1.0 out of 5 stars Crouching hawk, November 29, 2015
By Hande Z
I agree with the previous reviewer who gave this a one star. It is difficult to be impartial about this book. It is a four star or a one star. The book is supposedly based on interviews with more than thirty experts but it is not known what the experts say but from the snippets of quotations from some of these experts, it is evident that they are all anti-China 'experts'. The questions posed at the top of each chapter are not only loaded but many are hypocritical.

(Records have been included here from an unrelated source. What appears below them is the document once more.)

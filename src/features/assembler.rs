//! Composes temporal, geographic and risk signals into fixed-order feature vectors.

use crate::error::{Rejection, ValidationError};
use crate::features::geo::GeoDistanceCalculator;
use crate::features::risk::{RiskEncoder, RiskFeatures};
use crate::features::temporal::TemporalFeatures;
use crate::types::{Feature, FeatureVector, LabeledFeatures, Transaction};
use rayon::prelude::*;
use serde::Serialize;
use tracing::{debug, warn};

/// How many lookups resolved to the global fallback rate.
#[derive(Debug, Clone, Copy, Default, PartialEq, Eq, Serialize)]
pub struct FallbackCounts {
    pub category: usize,
    pub job: usize,
}

/// Output of assembling one partition.
#[derive(Debug, Clone, Default)]
pub struct AssembledBatch {
    pub rows: Vec<LabeledFeatures>,
    pub rejected: Vec<Rejection>,
    pub fallbacks: FallbackCounts,
}

impl AssembledBatch {
    pub fn labels(&self) -> Vec<bool> {
        self.rows.iter().map(|r| r.is_fraud).collect()
    }

    pub fn vectors(&self) -> Vec<FeatureVector> {
        self.rows.iter().map(|r| r.features).collect()
    }
}

/// Borrows a frozen [`RiskEncoder`] for the lifetime of one batch.
pub struct FeatureAssembler<'a> {
    encoder: &'a RiskEncoder,
    geo: GeoDistanceCalculator,
}

impl<'a> FeatureAssembler<'a> {
    pub fn new(encoder: &'a RiskEncoder) -> Self {
        Self {
            encoder,
            geo: GeoDistanceCalculator::new(),
        }
    }

    /// Assemble every transaction; `temporal[i]` must belong to `transactions[i]`.
    ///
    /// Records that cannot be assembled are rejected individually.
    pub fn assemble(&self, transactions: &[Transaction], temporal: &[TemporalFeatures]) -> AssembledBatch {
        let results: Vec<Result<(LabeledFeatures, RiskFeatures), Rejection>> = transactions
            .par_iter()
            .enumerate()
            .map(|(i, tx)| {
                self.assemble_one(tx, temporal.get(i))
                    .map(|(features, risk)| {
                        let row = LabeledFeatures {
                            transaction_id: tx.transaction_id.clone(),
                            is_fraud: tx.is_fraud,
                            features,
                        };
                        (row, risk)
                    })
                    .map_err(|error| Rejection::new(tx.transaction_id.clone(), error))
            })
            .collect();

        let mut batch = AssembledBatch::default();
        for result in results {
            match result {
                Ok((row, risk)) => {
                    batch.fallbacks.category += usize::from(risk.category.is_fallback());
                    batch.fallbacks.job += usize::from(risk.job.is_fallback());
                    batch.rows.push(row);
                }
                Err(rejection) => batch.rejected.push(rejection),
            }
        }

        if !batch.rejected.is_empty() {
            warn!(
                rejected = batch.rejected.len(),
                first = %batch.rejected[0].transaction_id,
                reason = %batch.rejected[0].error,
                "Rejected records during feature assembly"
            );
        }
        debug!(
            rows = batch.rows.len(),
            category_fallbacks = batch.fallbacks.category,
            job_fallbacks = batch.fallbacks.job,
            "Feature batch assembled"
        );
        batch
    }

    /// Build the feature vector for one transaction.
    ///
    /// A missing temporal record or any non-finite value rejects the record.
    pub fn assemble_one(
        &self,
        tx: &Transaction,
        temporal: Option<&TemporalFeatures>,
    ) -> Result<(FeatureVector, RiskFeatures), ValidationError> {
        let temporal = temporal.ok_or(ValidationError::MissingField {
            field: Feature::TransFreqHour.name(),
        })?;
        let distance = self.geo.distance_checked(tx.home, tx.merchant)?;
        let risk = self.encoder.encode(tx);
        let category_risk = risk.category.value();
        let job_risk = risk.job.value();

        let mut values = [0.0; Feature::COUNT];
        values[Feature::Amount.index()] = tx.amount;
        values[Feature::Distance.index()] = distance;
        values[Feature::Population.index()] = tx.city_population as f64;
        values[Feature::Age.index()] = tx.age_years() as f64;
        values[Feature::Hour.index()] = f64::from(tx.hour());
        values[Feature::DayOfWeek.index()] = f64::from(tx.day_of_week());
        values[Feature::Month.index()] = f64::from(tx.month());
        values[Feature::TransFreqHour.index()] = f64::from(temporal.trans_freq_hour);
        values[Feature::CategoryRisk.index()] = category_risk;
        values[Feature::AmountCategoryRisk.index()] = tx.amount * category_risk;
        values[Feature::JobRisk.index()] = job_risk;
        values[Feature::AmountJobRisk.index()] = tx.amount * job_risk;

        if let Some(bad) = Feature::ALL.iter().find(|f| !values[f.index()].is_finite()) {
            return Err(ValidationError::NonFinite { field: bad.name() });
        }

        Ok((FeatureVector::from_values(values), risk))
    }
}

#[cfg(test)]
mod tests {
    use super::*;
    use crate::types::Coordinates;
    use chrono::NaiveDate;
    use std::collections::HashMap;

    fn encoder() -> RiskEncoder {
        let categories = HashMap::from([
            ("gas".to_string(), 0.01),
            ("shopping_net".to_string(), 0.05),
        ]);
        let jobs = HashMap::from([("Engineer".to_string(), 0.02)]);
        RiskEncoder::from_tables(categories, jobs, 0.03)
    }

    fn tx(id: &str, category: &str) -> Transaction {
        let ts = NaiveDate::from_ymd_opt(2019, 7, 4)
            .unwrap()
            .and_hms_opt(22, 15, 0)
            .unwrap();
        Transaction::new(id, "acct", ts, 100.0)
            .with_category(category)
            .with_job("Engineer")
            .with_locations(
                Coordinates { lat: 40.0, lon: -75.0 },
                Coordinates { lat: 40.0, lon: -75.0 },
            )
            .with_profile(5_000, NaiveDate::from_ymd_opt(1990, 1, 1).unwrap())
    }

    fn temporal(count: u32) -> TemporalFeatures {
        TemporalFeatures {
            trans_freq_hour: count,
            time_gap_hours: 0.0,
        }
    }

    #[test]
    fn test_vector_fields_in_order() {
        let encoder = encoder();
        let assembler = FeatureAssembler::new(&encoder);

        let (vector, risk) = assembler
            .assemble_one(&tx("t1", "shopping_net"), Some(&temporal(3)))
            .unwrap();

        assert!(!risk.category.is_fallback());
        assert_eq!(
            vector.values(),
            &[100.0, 0.0, 5_000.0, 29.0, 22.0, 3.0, 7.0, 3.0, 0.05, 5.0, 0.02, 2.0]
        );
    }

    #[test]
    fn test_missing_temporal_rejects_record() {
        let encoder = encoder();
        let assembler = FeatureAssembler::new(&encoder);

        let err = assembler.assemble_one(&tx("t1", "gas"), None).unwrap_err();
        assert_eq!(
            err,
            ValidationError::MissingField {
                field: "trans_freq_hour"
            }
        );
    }

    #[test]
    fn test_batch_rejects_bad_rows_and_counts_fallbacks() {
        let encoder = encoder();
        let assembler = FeatureAssembler::new(&encoder);

        let mut bad = tx("bad", "gas");
        bad.merchant = Coordinates { lat: 100.0, lon: 0.0 };
        let mut nan = tx("nan", "gas");
        nan.amount = f64::INFINITY;
        let rows = vec![tx("ok", "gas"), bad, tx("unseen", "travel"), nan];
        let temporal = vec![temporal(1); rows.len()];

        let batch = assembler.assemble(&rows, &temporal);

        assert_eq!(batch.rows.len(), 2);
        assert_eq!(batch.rows[0].transaction_id, "ok");
        assert_eq!(batch.rows[1].transaction_id, "unseen");
        assert_eq!(batch.rejected.len(), 2);
        assert_eq!(batch.rejected[0].transaction_id, "bad");
        assert_eq!(
            batch.rejected[1].error,
            ValidationError::NonFinite { field: "amount" }
        );
        assert_eq!(batch.fallbacks, FallbackCounts { category: 1, job: 0 });
        assert_eq!(batch.rows[1].features.get(Feature::CategoryRisk), 0.03);
    }
}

For example the ones in chapter 39 in which Navarro asks: 'Which of these statements most accurately characterizes China's perspective on transparency, negotiations, and the rule of law: 1. China likes to build direct communication links to minimize tensions and avoid miscalculations; 2. China favours transparency when it comes to revealing its military capabilities; 3. China prefers to operate in a multilateral, rather than bilateral, negotiating framework and does not seek to gain leverage over smaller nations; 4. China plays strictly within the rules of international organizations such as the United Nations and World Trade Organization; 5. China has a strong track record in abiding by the agreements that it negotiates. The answers are virtually 'None of the above'. The same can be said if one were to substitute 'America' for 'China' - only America may appear an even bigger version of the depicted China.
The author has a photograph of Chinese soldiers sitting in front of computer screens and the caption was: 'A platoon of China's more than one hundred thousand cyber warriors. From digital sweatshops like these China infiltrates the computers of the Pentagon and American industry with computer viruses, Trojans, and worms.' The books also refer to American environmentalists and human rights activists as 'those pesky' environmental and human rights activists'. This is not just another 'China bashing' book. It reads like a voice-over of Donald Trump. It is a disservice to both China and America.